Мне всё снится твоя рука.
Жизнь проходит и тихо сочится
в берегах посеревших река.
Я не знаю, что ждёт впереди!
В неразборчивое идти
так не можется, а придётся…
Что же, милая, нам остаётся
собирать светлячков по пути.
Пей да востри ухо – истина в вине!
Есть что ведать слуху в тайной глубине!
Поминаний смута… совести угар…
стихнет на минуту – и опять пожар.
Сколько перепито сладкого вина,
но тверда, как бита, горькая вина.
Спрячешь ли обиду, убоишься ль дна —
вроде разно с виду, а вина одна.
Если камни в почках, если яд-слюна,
от вины уж точно, а не от вина.
Жизнь – каменоломня, сносная вполне.
А придавит, помни – истина в вине!
Всё меньше дней, всё больше строчек…
Я жизнь меняю на стихи.
Круг маяний и проволочек —
на бормотанье чепухи.
На горечь стиснутой молитвы
о вас, которым невдомёк,
на лезвие опасной бритвы,
на заиканья шаткий слог,
на преданность листу бумаги,
на лупоглазый взгляд совы,
на одиночества овраги… —
на тьму, в которой спите вы.
Всё на свете безбрежно ранимо
и безбожно защищено.
Все дороги уводят из Рима,
тихо крутится веретено…
Грустно, время не стоит разбега,
жизнь – не вымышленная беда,
эта бледная, бледная нега,
эта в небе разбитом звезда.
Что вечер принесёт – отнимет утро.
Я заточён в отмену всех начал —
качанье дня и даровой причал
ненужности.
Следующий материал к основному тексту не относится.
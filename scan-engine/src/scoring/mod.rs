//! Composite scoring: bounded categories, synergy bonuses, gates and grades.

pub mod breakout;
pub mod card;
pub mod catalyst;
pub mod direction;
pub mod gates;
pub mod grade;
pub mod oracle;
pub mod synergy;

pub use breakout::BreakoutEngine;
pub use card::ScoreCard;
pub use catalyst::{score_item, score_news, CatalystScore};
pub use direction::direction_bias;
pub use gates::{evaluate_gate, evaluate_gates, GateInputs};
pub use grade::grade_for;
pub use oracle::OracleEngine;
pub use synergy::{apply_synergies, SynergyOutcome};

use common::{MarketContext, ScoreBreakdown, Series};

use crate::levels::LevelSet;
use crate::patterns::PatternReport;

/// Everything an engine reads for one scan
#[derive(Debug, Clone, Copy)]
pub struct ScoreInput<'a> {
    pub series: &'a Series,
    pub patterns: &'a PatternReport,
    pub levels: &'a LevelSet,
    pub context: &'a MarketContext,
}

impl<'a> ScoreInput<'a> {
    /// Values the gate rules are checked against
    pub fn gate_inputs(&self) -> GateInputs {
        let volume = self.patterns.volume.as_ref();
        GateInputs {
            risk_reward: self.levels.risk_reward.and_then(|rr| rr.ratio),
            float_shares: self.context.float_shares,
            volume_surge: volume.map(|v| v.relative_volume),
            average_volume: volume.map(|v| v.trailing_average),
        }
    }
}

/// A scoring methodology producing one breakdown per scan
pub trait ScoreEngine {
    fn name(&self) -> &'static str;

    fn score(&self, input: &ScoreInput<'_>) -> ScoreBreakdown;
}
Беспомощная сутра
простого жития.
Вердикт потерь,
остывшее, которое несложно,
И то, чему ещё поверить можно,
косясь на нарисованную дверь.
А где-то дышала деревня,
бежал по пятам ветерок.
Там было новей и напевней,
там не было лишних строк.
Панама кудряшки хранила,
веснушки глаза стерегли,
в огромные уши сносила
мне жизнь перезвоны земли.
Мелодия лишь начиналась,
но с шелеста пелась верней,
и детство мне вечным казалось
под облаком веры моей.
Чей-то добрый совет:
«Не заглядывай в сны!»
Только больно спросить —
что …травинка в подоле?
И в моей по-собачьи заточенной воле
поезда, запах шерсти, издержки весны.
Ровный кат на проторенном рельсой ремне,
у железных копыт тоже ритмы не строги,
а у сердца – ты знаешь – четыре дороги,
ни одна из которых не нравится мне.
Источник света – дальняя звезда,
источник боли вовсе ниоткуда.
Нет избавления, но нету и следа,
всё исполняется, как горькая причуда.
Растает вдруг и снова заметёт,
бубнит, бубнит… не разобрать ни звука,
источник света – внутренняя мука,
источник боли – сбывшийся полёт.
Всё кануло, всё прожитое кануло,
и только это чувство запеклось —
два взгляда в пол,
две острых боли в гранулах,
моя вина, её испуг и злость.
А в стороне дождливою собакою
дрожала наших счастий новизна
и лапою скребла, и тихо плакала
жизнь, просыпающаяся от сна.
Нисхожу восхожу
честность догма и плен
черезмерность
взамен
онеменье колен
Мысль подобна ужу
завтра было вчера
ты прозреешь
с утра
мне пора мне пора
Вечера на прокорм
тени заданной мглы
неудобства
иглы
и углы и углы
Неотчётливость форм
не проси не решу
мысль подобна
ужу
не вставай
ухожу
Изваяние дня, тоскование, вечная милость…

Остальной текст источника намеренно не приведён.